Integrate your Google BigQuery Data Warehouse with Google Sheets
Don't go through the pain of direct integration. RudderStack’s Reverse ETL connection makes it easy to send data from your Google BigQuery Data Warehouse to Google Sheets and all of your other cloud tools.
Easy Google BigQuery to Google Sheets integration with RudderStack
RudderStack’s open source Reverse ETL connection allows you to integrate RudderStack with your your Google BigQuery Data Warehouse to track event data and automatically send it to Google Sheets. With the RudderStack Reverse ETL connection, you do not have to worry about having to learn, test, implement or deal with changes in a new API and multiple endpoints every time someone asks for a new integration.

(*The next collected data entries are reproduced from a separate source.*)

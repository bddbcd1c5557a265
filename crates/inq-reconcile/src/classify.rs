//! Category classification.
//!
//! The register splits cases into ordinary vs. "precatória" by a marker
//! substring in the free-text annotation. This module is the only place that
//! convention is matched; the Postgres source reuses [`CategoryMarker::like_pattern`].

use anyhow::{bail, Result};

use crate::Category;

pub const DEFAULT_DEPRECATED_MARKER: &str = "precatória";

/// Case-insensitive substring marker identifying [`Category::Deprecated`].
#[derive(Clone, Debug, PartialEq, Eq)]
pub struct CategoryMarker {
    needle: String,
}

impl CategoryMarker {
    pub fn new(marker: &str) -> Result<Self> {
        let trimmed = marker.trim();
        if trimmed.is_empty() {
            bail!("category marker must not be empty");
        }
        Ok(Self {
            needle: trimmed.to_lowercase(),
        })
    }

    /// Lowercased marker text.
    pub fn as_str(&self) -> &str {
        &self.needle
    }

    /// Presence of the marker anywhere in the annotation is sufficient.
    /// A missing annotation is ordinary.
    pub fn classify(&self, annotation: Option<&str>) -> Category {
        match annotation {
            Some(text) if text.to_lowercase().contains(&self.needle) => Category::Deprecated,
            _ => Category::Ordinary,
        }
    }

    pub fn matches(&self, category: Category, annotation: Option<&str>) -> bool {
        self.classify(annotation) == category
    }

    /// `ILIKE` pattern equivalent to [`classify`](Self::classify) returning
    /// `Deprecated`. Escape character is `\`.
    pub fn like_pattern(&self) -> String {
        let mut out = String::with_capacity(self.needle.len() + 2);
        out.push('%');
        for c in self.needle.chars() {
            if matches!(c, '%' | '_' | '\\') {
                out.push('\\');
            }
            out.push(c);
        }
        out.push('%');
        out
    }
}

impl Default for CategoryMarker {
    fn default() -> Self {
        Self {
            needle: DEFAULT_DEPRECATED_MARKER.to_string(),
        }
    }
}

/// Characters stripped from both ends of an identifier. Exactly the Unicode
/// `White_Space` set, spelled out so the Postgres source can bind the same set
/// into `btrim(identifier, $n)` instead of relying on server locale.
pub const IDENTIFIER_TRIM_CHARS: &[char] = &[
    '\u{0009}', '\u{000A}', '\u{000B}', '\u{000C}', '\u{000D}', '\u{0020}', '\u{0085}',
    '\u{00A0}', '\u{1680}', '\u{2000}', '\u{2001}', '\u{2002}', '\u{2003}', '\u{2004}',
    '\u{2005}', '\u{2006}', '\u{2007}', '\u{2008}', '\u{2009}', '\u{200A}', '\u{2028}',
    '\u{2029}', '\u{202F}', '\u{205F}', '\u{3000}',
];

/// [`IDENTIFIER_TRIM_CHARS`] as one string, for binding into SQL.
pub fn identifier_trim_set() -> String {
    IDENTIFIER_TRIM_CHARS.iter().collect()
}

/// Dedup key for entries: trimmed case number with ASCII letters uppercased.
///
/// Only ASCII is case-folded; the Postgres source does the same with
/// `translate`, so neither side depends on a collation.
pub fn normalize_identifier(raw: &str) -> String {
    raw.trim_matches(IDENTIFIER_TRIM_CHARS).to_ascii_uppercase()
}

#[cfg(test)]
mod tests {
    use super::*;

    #[test]
    fn marker_match_is_case_insensitive_substring() {
        let m = CategoryMarker::default();
        assert_eq!(m.classify(Some("Carta PRECATÓRIA n.º 12")), Category::Deprecated);
        assert_eq!(m.classify(Some("precatória")), Category::Deprecated);
        assert_eq!(m.classify(Some("inquérito comum")), Category::Ordinary);
        assert_eq!(m.classify(Some("")), Category::Ordinary);
        assert_eq!(m.classify(None), Category::Ordinary);
    }

    #[test]
    fn partial_marker_text_stays_ordinary() {
        let m = CategoryMarker::default();
        assert_eq!(m.classify(Some("precat")), Category::Ordinary);
    }

    #[test]
    fn empty_marker_is_rejected() {
        assert!(CategoryMarker::new("   ").is_err());
    }

    #[test]
    fn like_pattern_escapes_wildcards() {
        let m = CategoryMarker::new("50%_off\\x").unwrap();
        assert_eq!(m.like_pattern(), "%50\\%\\_off\\\\x%");
        assert_eq!(CategoryMarker::default().like_pattern(), "%precatória%");
    }

    #[test]
    fn identifiers_normalize_to_upper_trimmed() {
        assert_eq!(normalize_identifier("  123/25.0pbcsc "), "123/25.0PBCSC");
        assert_eq!(normalize_identifier("\u{a0}123/25"), "123/25");
        assert_eq!(normalize_identifier("\t123/25\n"), "123/25");
        assert_eq!(normalize_identifier("\u{3000}12/25\u{202f}"), "12/25");
    }

    #[test]
    fn non_ascii_letters_keep_their_case() {
        assert_eq!(normalize_identifier("7/25-ç"), "7/25-ç");
    }

    #[test]
    fn trim_set_is_exactly_unicode_whitespace() {
        for c in (0u32..=0x10FFFF).filter_map(char::from_u32) {
            assert_eq!(
                IDENTIFIER_TRIM_CHARS.contains(&c),
                c.is_whitespace(),
                "U+{:04X}",
                c as u32
            );
        }
        assert_eq!(identifier_trim_set().chars().count(), IDENTIFIER_TRIM_CHARS.len());
    }
}
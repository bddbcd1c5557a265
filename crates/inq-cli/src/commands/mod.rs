//! Command handler modules for inq-cli.
//!
//! Shared utilities used by multiple command paths live here.
//! Command-specific logic lives in the submodules.

pub mod fiscal;
pub mod report;

use anyhow::{anyhow, Context, Result};
use chrono::{Datelike, NaiveDate, Utc};
use inq_config::{
    report_unused_keys, resolve_secrets, ConfigMode, DatabaseRequirement, LoadedConfig,
    ReportSettings, UnusedKeyPolicy,
};
use inq_db::PgStore;
use inq_reconcile::{
    loader, Category, CategoryMarker, EventSource, FiscalConfigStore, MemoryEventSource,
    MemoryFiscalStore, Reconciler,
};
use sqlx::PgPool;
use std::path::Path;
use tracing::warn;

/// Merged configuration plus the typed settings every command reads.
pub struct CommandContext {
    pub loaded: LoadedConfig,
    pub settings: ReportSettings,
    pub marker: CategoryMarker,
}

impl CommandContext {
    /// No paths means built-in defaults. Unused keys are logged, not fatal.
    pub fn load(config_paths: &[String], mode: ConfigMode) -> Result<Self> {
        let loaded = if config_paths.is_empty() {
            LoadedConfig::defaults()?
        } else {
            let path_refs: Vec<&str> = config_paths.iter().map(|s| s.as_str()).collect();
            inq_config::load_layered_yaml(&path_refs)?
        };

        let unused = report_unused_keys(mode, &loaded.config_json, UnusedKeyPolicy::Warn)?;
        if !unused.is_clean() {
            warn!(
                mode = %unused.mode,
                keys = ?unused.unused_leaf_pointers,
                "config keys not read in this mode"
            );
        }

        let settings = ReportSettings::from_config_json(&loaded.config_json)?;
        let marker = CategoryMarker::new(&settings.deprecated_marker)?;

        Ok(Self {
            loaded,
            settings,
            marker,
        })
    }

    /// Pool for the URL held by the configured env var.
    pub async fn connect_db(&self) -> Result<PgPool> {
        let secrets = resolve_secrets(&self.settings, DatabaseRequirement::Required)?;
        let url = secrets.database_url.as_deref().ok_or_else(|| {
            anyhow!(
                "SECRETS_MISSING: required env var '{}' (database url) is not set or empty",
                secrets.database_url_env
            )
        })?;
        inq_db::connect(url, self.settings.max_connections).await
    }

    /// CSV export directory when given, otherwise the database.
    pub async fn open_backend(&self, csv_dir: Option<&Path>) -> Result<Backend> {
        match csv_dir {
            Some(dir) => {
                let (events, fiscal) = loader::load_csv_dir(dir, self.marker.clone())
                    .with_context(|| format!("load csv dir failed: {}", dir.display()))?;
                Ok(Backend::Csv { events, fiscal })
            }
            None => Ok(Backend::Postgres(self.pg_store().await?)),
        }
    }

    /// Postgres Event Source, refused when the database cannot fold the
    /// marker's case the way the in-memory source does.
    pub async fn pg_store(&self) -> Result<PgStore> {
        let pool = self.connect_db().await?;
        inq_db::verify_case_folding(&pool).await?;
        Ok(PgStore::new(pool, self.marker.clone()))
    }

    /// (year, month) of "now" in the configured report timezone.
    pub fn current_year_month(&self) -> (i32, u32) {
        let now = Utc::now().with_timezone(&self.settings.timezone);
        (now.year(), now.month())
    }
}

pub enum Backend {
    Csv {
        events: MemoryEventSource,
        fiscal: MemoryFiscalStore,
    },
    Postgres(PgStore),
}

impl Backend {
    pub fn events(&self) -> &dyn EventSource {
        match self {
            Backend::Csv { events, .. } => events,
            Backend::Postgres(store) => store,
        }
    }

    pub fn fiscal(&self) -> &dyn FiscalConfigStore {
        match self {
            Backend::Csv { fiscal, .. } => fiscal,
            Backend::Postgres(store) => store,
        }
    }

    pub fn reconciler(&self) -> Reconciler<'_> {
        Reconciler::new(self.events(), self.fiscal())
    }
}

pub fn parse_category(raw: &str) -> Result<Category> {
    Category::parse(raw).with_context(|| format!("invalid --category '{}'", raw))
}

/// `YYYY-MM-DD`.
pub fn parse_date(flag: &str, raw: &str) -> Result<NaiveDate> {
    NaiveDate::parse_from_str(raw.trim(), "%Y-%m-%d")
        .with_context(|| format!("invalid --{} '{}': expected YYYY-MM-DD", flag, raw))
}

#[cfg(test)]
mod tests {
    use super::*;

    #[test]
    fn dates_parse_iso_only() {
        assert_eq!(
            parse_date("from", "2024-02-29").unwrap(),
            NaiveDate::from_ymd_opt(2024, 2, 29).unwrap()
        );
        assert!(parse_date("from", "29/02/2024").is_err());
        assert!(parse_date("to", "2023-02-29").is_err());
    }

    #[test]
    fn context_without_config_uses_defaults() {
        let ctx = CommandContext::load(&[], ConfigMode::Report).unwrap();
        assert_eq!(ctx.marker.as_str(), "precatória");
        assert_eq!(ctx.settings.max_connections, 5);
        assert!(!ctx.settings.allow_rollover_overwrite);
    }
}
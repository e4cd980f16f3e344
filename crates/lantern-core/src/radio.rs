//! Bluetooth Low Energy radio abstraction.
//!
//! The scan service only needs to turn scanning on and off and to receive
//! raw advertisement records while it is on. [`Radio`] is that seam:
//!
//! - [`BluezRadio`] drives a BlueZ adapter through `bluer` (feature `bluetooth`)
//! - [`MockRadio`] records calls and injects advertisements in tests
//!
//! Radios hand advertisements to the service through an [`AdvertisementSink`].

use thiserror::Error;
use tokio::sync::mpsc;

use crate::service::Command;

#[cfg(feature = "bluetooth")]
mod bluez;
#[cfg(any(test, feature = "mock-radio", not(feature = "bluetooth")))]
mod mock;

#[cfg(feature = "bluetooth")]
pub use bluez::BluezRadio;
#[cfg(any(test, feature = "mock-radio", not(feature = "bluetooth")))]
pub use mock::MockRadio;

/// Errors raised by a radio implementation.
#[derive(Debug, Error)]
pub enum RadioError {
    /// No Bluetooth adapter is present.
    #[error("no Bluetooth adapter found")]
    AdapterNotFound,

    /// The adapter is present but powered off.
    #[error("Bluetooth adapter is powered off")]
    AdapterPoweredOff,

    /// The connection to the Bluetooth stack could not be opened.
    #[error("failed to open Bluetooth session: {message}")]
    SessionInitFailed {
        /// Underlying error message.
        message: String,
    },

    /// Device discovery could not be started.
    #[error("failed to start discovery: {message}")]
    DiscoveryFailed {
        /// Underlying error message.
        message: String,
    },
}

/// Result alias for radio operations.
pub type RadioResult<T> = std::result::Result<T, RadioError>;

/// One raw advertisement as reported by the radio.
#[derive(Debug, Clone, PartialEq, Eq)]
pub struct Advertisement {
    /// Raw advertisement record.
    pub payload: Vec<u8>,

    /// Received signal strength in dBm.
    pub rssi: i16,

    /// Advertiser hardware address.
    pub address: Option<String>,
}

impl Advertisement {
    /// Create an advertisement.
    #[must_use]
    pub fn new(payload: impl Into<Vec<u8>>, rssi: i16, address: Option<String>) -> Self {
        Self {
            payload: payload.into(),
            rssi,
            address,
        }
    }
}

/// Delivers advertisements into a running scan service.
///
/// Cheap to clone. Delivery never blocks. Advertisements are processed in
/// the order they were delivered, interleaved with the service's own
/// commands.
#[derive(Debug, Clone)]
pub struct AdvertisementSink {
    tx: mpsc::UnboundedSender<Command>,
}

impl AdvertisementSink {
    pub(crate) const fn new(tx: mpsc::UnboundedSender<Command>) -> Self {
        Self { tx }
    }

    /// Hand one advertisement to the service.
    ///
    /// Returns `false` once the service has stopped.
    pub fn deliver(&self, advertisement: Advertisement) -> bool {
        self.tx.send(Command::Advertisement(advertisement)).is_ok()
    }

    /// Whether the receiving service is gone.
    #[must_use]
    pub fn is_closed(&self) -> bool {
        self.tx.is_closed()
    }
}

/// A BLE radio the scan service can switch on and off.
///
/// Calls must not block: implementations start background work in
/// [`Radio::start_scan`] and cancel it in [`Radio::stop_scan`].
pub trait Radio: Send + 'static {
    /// Whether the radio is present and enabled. Checked once at service start.
    fn is_enabled(&self) -> bool;

    /// Start scanning, delivering every advertisement seen to `sink`.
    ///
    /// Starting an already running scan is a no-op.
    ///
    /// # Errors
    ///
    /// Returns an error if the scan could not be started.
    fn start_scan(&mut self, sink: AdvertisementSink) -> RadioResult<()>;

    /// Stop scanning. Stopping an idle radio is a no-op.
    fn stop_scan(&mut self);
}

Popular ways to use Google Sheets and RudderStack
Easily populate Google Sheets with event data.
Map event properties to columns in Google Sheets.
Automatically create new rows in Google Sheets with event data.
Frequently Asked Questions
With Rudderstack, integration between Google BigQuery source and Google Sheets is simple. Set up a Google BigQuery source source and start sending data.
Timing can vary based on your tech stack and the complexity of your data needs for Google BigQuery source and Google Sheets.
Yes, RudderStack streamlines the integration and management of your connection between Google BigQuery & Google Sheets, but you check out our guide on How To Send Data From Your Unity App to Google Sheets to learn how to connect the tools manually.
About Google Sheets
Google Sheets is the most popular cloud-based spreadsheet program that lets you create and format your spreadsheets and share them simultaneously with other people. Everyone from businesses and schools uses Google Sheets to manage their day-to-day spreadsheet data. The updated spreadsheets are automatically saved in real-time and are easily accessible from your Google Drive.
About Google BigQuery
Google BigQuery is a fully-managed cloud data warehouse that allows you to store and analyze petabytes of data in no time. It is serverless, highly scalable, and cost-effective and is designed for businesses to analyze massive datasets and make informed business decisions. Google BigQuery also allows running complex analytical SQL-based queries using built-in machine learning capabilities.